PROMPT:
Take every line from the material that has the word "ConfigLoader" in it.
- Opening Delimiter -
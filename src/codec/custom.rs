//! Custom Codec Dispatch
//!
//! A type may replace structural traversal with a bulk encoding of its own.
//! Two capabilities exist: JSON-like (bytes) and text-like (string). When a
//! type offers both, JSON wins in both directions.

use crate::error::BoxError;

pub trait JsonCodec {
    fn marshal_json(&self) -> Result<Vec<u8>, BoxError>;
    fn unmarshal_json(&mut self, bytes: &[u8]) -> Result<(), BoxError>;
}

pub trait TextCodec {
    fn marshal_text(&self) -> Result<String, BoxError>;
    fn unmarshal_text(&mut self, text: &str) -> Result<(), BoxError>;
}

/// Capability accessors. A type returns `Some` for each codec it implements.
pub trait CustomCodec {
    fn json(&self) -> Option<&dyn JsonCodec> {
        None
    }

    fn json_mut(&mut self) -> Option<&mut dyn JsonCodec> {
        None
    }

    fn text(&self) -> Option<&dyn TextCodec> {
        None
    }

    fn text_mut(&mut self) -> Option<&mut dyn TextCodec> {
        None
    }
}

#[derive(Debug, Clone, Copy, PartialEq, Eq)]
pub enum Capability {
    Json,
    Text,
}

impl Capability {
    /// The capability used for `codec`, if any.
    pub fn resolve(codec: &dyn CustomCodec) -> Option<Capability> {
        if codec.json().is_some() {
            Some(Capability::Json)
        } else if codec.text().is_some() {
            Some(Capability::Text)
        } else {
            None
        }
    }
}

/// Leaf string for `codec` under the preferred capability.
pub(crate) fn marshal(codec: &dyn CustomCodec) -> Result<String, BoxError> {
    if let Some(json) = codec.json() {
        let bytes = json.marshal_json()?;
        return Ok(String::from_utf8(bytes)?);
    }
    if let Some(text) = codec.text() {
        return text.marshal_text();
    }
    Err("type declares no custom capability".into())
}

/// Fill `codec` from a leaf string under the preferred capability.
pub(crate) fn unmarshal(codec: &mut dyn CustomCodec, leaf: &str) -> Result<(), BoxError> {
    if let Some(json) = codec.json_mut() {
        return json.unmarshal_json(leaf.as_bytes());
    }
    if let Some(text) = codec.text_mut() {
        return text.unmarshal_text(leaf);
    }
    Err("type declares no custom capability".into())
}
- Closing Delimiter -
- Opening Delimiter -
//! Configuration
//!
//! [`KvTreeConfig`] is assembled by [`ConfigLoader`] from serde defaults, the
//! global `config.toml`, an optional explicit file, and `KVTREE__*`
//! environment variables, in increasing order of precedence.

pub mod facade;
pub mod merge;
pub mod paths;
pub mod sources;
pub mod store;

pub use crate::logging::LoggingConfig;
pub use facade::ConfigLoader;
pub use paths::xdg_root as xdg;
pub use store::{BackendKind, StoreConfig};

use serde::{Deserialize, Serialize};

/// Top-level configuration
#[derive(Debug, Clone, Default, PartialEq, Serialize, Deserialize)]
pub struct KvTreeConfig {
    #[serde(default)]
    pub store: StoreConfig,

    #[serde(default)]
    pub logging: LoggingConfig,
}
- Closing Delimiter -
TASK SOLUTION:
//! [`KvTreeConfig`] is assembled by [`ConfigLoader`] from serde defaults, the
pub use facade::ConfigLoader;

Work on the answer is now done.